The Hebrew Bible text assigned for today presents a curious story. Moses is leading the people from slavery in Egypt through the wilderness to the land of Canaan. The journey is hard and the people are complaining. As a result of their complaints, they are beset by venomous snakes until they cry out for help. In the end, God instructs Moses to make a staff, wrapped in the image of a serpent, that would heal people from their snake bites when they looked at it. A curious story indeed. So what can we say about it? Or rather, what might it be saying to us?
As I was thinking about this story, my first reaction was to be a bit annoyed at God. My day job is basically to solve problems. When an issue comes up, I try to find its root causes so that I know the right problem to solve. And so, at first thought, God’s solution in the story doesn’t make much sense: when the people ask for help, God doesn’t take away the plague of snakes; he just gives the people a way to survive it. This seemed like a classic case of treating the symptom instead of the cause.
But then I realized that while it’s true that the venom isn’t the root cause here, neither are the snakes. If we did a “Five Whys” analysis of the situation, I think the fifth “why” — the root case — would actually be relational, something like: “Because they have forgotten that the God who delivered them from slavery is still with them.” So the solution — to give them something to remind them to look to God once again for their deliverance — does actually treat the real root cause.
The snake motif in the story is also interesting. The snake is a symbol of confusion and deceit in the Hebrew Bible. The snakes plaguing the Israelites were symbolic of the lies and willful misinterpretation of the facts were already rampant among them. Just look at their claims: First they say there is no food and then in the next breath it’s that they don’t like the food they have. (They sound a bit like a teenager staring into a full fridge complaining there’s nothing to eat!) They also claim that the Exodus — their miraculous deliverance from slavery — was a conspiracy between Moses and God designed to kill them. Slippery and slithering venomous words indeed. All perspective and judgment has been lost. And so, by giving them an image of a snake to look upon, God is reminding them not only of God’s goodness to them, but also of the worst aspects of their own nature. In order to be healed, they have to look the beast in the face.
As the rabbis remind us, in the end it is not the staff that saves the people but their act of looking up.
While this is most of what I wanted to say today, this reading of the passage is also helpful in teasing out the meaning of the strange liturgical celebration on the Christian calendar today. Today is the commemoration of the Holy Cross. The cross is a paradoxical symbol, being simultaneously an implement for torturing and murdering political prisoners and an instrument of our salvation. In a way that’s reminiscent of those snakes that symbolized the snapping backbiting of the Israelites in the wilderness, the cross reminds us of the worst sides of human nature — our tendency to lay blame at others’ feet and to silence those who dare to speak uncomfortable truths.
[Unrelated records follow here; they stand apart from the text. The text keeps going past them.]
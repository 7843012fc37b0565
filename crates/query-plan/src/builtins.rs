//! `stateCount`/`stateDuration` sugar (spec's supplemented features),
//! grounded on `original_source/functions/state_tracking.go`'s
//! `stateTrackingBuiltin` Flux source:
//!
//! ```flux
//! stateCount = (fn, label="stateCount", table=<-) =>
//!     stateTracking(table:table, countLabel:label, fn:fn)
//! stateDuration = (fn, label="stateDuration", unit=1s, table=<-) =>
//!     stateTracking(table:table, durationLabel:label, fn:fn, durationUnit:unit)
//! ```
//!
//! There's no Flux front end in this engine (out of scope), so these
//! aren't textual macros — they're the same desugaring expressed as
//! plain constructors a caller building a `LogicalPlan` programmatically
//! can use instead of spelling out a bare `StateTrackingOpSpec`. Neither
//! is a registered procedure kind of its own: both always lower to the
//! single `"stateTracking"` kind, exactly as the Flux source only ever
//! calls through to `stateTracking`.

use query_core::{Duration, RowPredicateFn};

use crate::opspec::StateTrackingOpSpec;

/// The number of consecutive rows for which `predicate` holds,
/// resetting to 0 (and tagging the row `-1`) whenever it doesn't.
pub fn state_count(predicate: RowPredicateFn, label: impl Into<String>) -> StateTrackingOpSpec {
    StateTrackingOpSpec {
        predicate,
        count_label: label.into(),
        duration_label: String::new(),
        duration_unit: Duration(1_000_000_000),
    }
}

/// The elapsed time since `predicate` started holding, in `unit`,
/// resetting (and tagging the row `-1`) whenever it stops holding.
pub fn state_duration(
    predicate: RowPredicateFn,
    label: impl Into<String>,
    unit: Duration,
) -> StateTrackingOpSpec {
    StateTrackingOpSpec {
        predicate,
        count_label: String::new(),
        duration_label: label.into(),
        duration_unit: unit,
    }
}

#[cfg(test)]
mod tests {
    use super::*;

    fn always_true() -> RowPredicateFn {
        RowPredicateFn::new(|_row, _reader: &dyn query_core::RowReader| Ok(true))
    }

    #[test]
    fn state_count_sets_only_count_label() {
        let spec = state_count(always_true(), "stateCount");
        assert_eq!(spec.count_label, "stateCount");
        assert!(spec.duration_label.is_empty());
    }

    #[test]
    fn state_duration_sets_only_duration_label() {
        let spec = state_duration(always_true(), "stateDuration", Duration(1_000_000_000));
        assert!(spec.count_label.is_empty());
        assert_eq!(spec.duration_label, "stateDuration");
        assert_eq!(spec.duration_unit, Duration(1_000_000_000));
    }
}
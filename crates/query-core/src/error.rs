//! Error taxonomy for the engine (spec §7).
//!
//! Library code returns `QueryError` so callers can match on the
//! taxonomy; the CLI binary wraps everything in `anyhow::Result` at the
//! edge, matching the split the teacher crate draws between
//! `rde_core::RdeError` (library) and `anyhow` (binary).

use thiserror::Error;

/// Errors the engine can report. Validation/Resource/Schema abort
/// synchronously or abort the query; Upstream/Cancelled/Panic propagate
/// through `Finish`. Per-row evaluation errors are logged and the row is
/// skipped — they never construct this type.
#[derive(Debug, Error)]
pub enum QueryError {
    #[error("validation error: {0}")]
    Validation(String),

    #[error("resource quota exceeded: {0}")]
    Resource(String),

    #[error("schema error: {0}")]
    Schema(String),

    #[error("unknown procedure kind: {0}")]
    UnknownProcedure(String),

    #[error("upstream failure: {0}")]
    Upstream(#[source] anyhow::Error),

    #[error("query cancelled")]
    Cancelled,

    #[error("panic during execution: {0}")]
    Panic(String),
}

impl QueryError {
    pub fn validation(msg: impl Into<String>) -> Self {
        QueryError::Validation(msg.into())
    }

    pub fn schema(msg: impl Into<String>) -> Self {
        QueryError::Schema(msg.into())
    }
}

pub type Result<T> = std::result::Result<T, QueryError>;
But, like Moses’ staff, in looking up at the cross, there is also salvation for us. As Jesus says, “Just as Moses lifted up the snake in the wilderness, so the Son of Man must be lifted up, that everyone who believes may have eternal life in him” (John 3.14). By looking at the worst of human nature, we see the truth and repent. And in this we find deliverance.
Yet I can’t help but see more in these words. They can and do certainly apply to the cross, but they could just as easily apply to the Ascension, when we remember not the worst of human nature, but the best — the humanity that will forever sit at the right hand of the throne of God.
I like the imagery of this double-reading. Like the Israelites of old in the wilderness, we as Christians are called to look up. But when we do, we are confronted with the truth not just of the worst in our nature, but also the best. God calls us out — to repent, to do better — but this same act is also God calling us up to become more fully ourselves, more fully human in the best possibilities of what that can mean.
The point of all this remains the same. It’s easy to get caught up in the muck and mire of life, in our frustration and anger at how people treat us, and guilt and shame for the stuff we’ve done that we regret. The beautiful thing is that when we get too caught up in all this, we can look up, see clearly, and be free.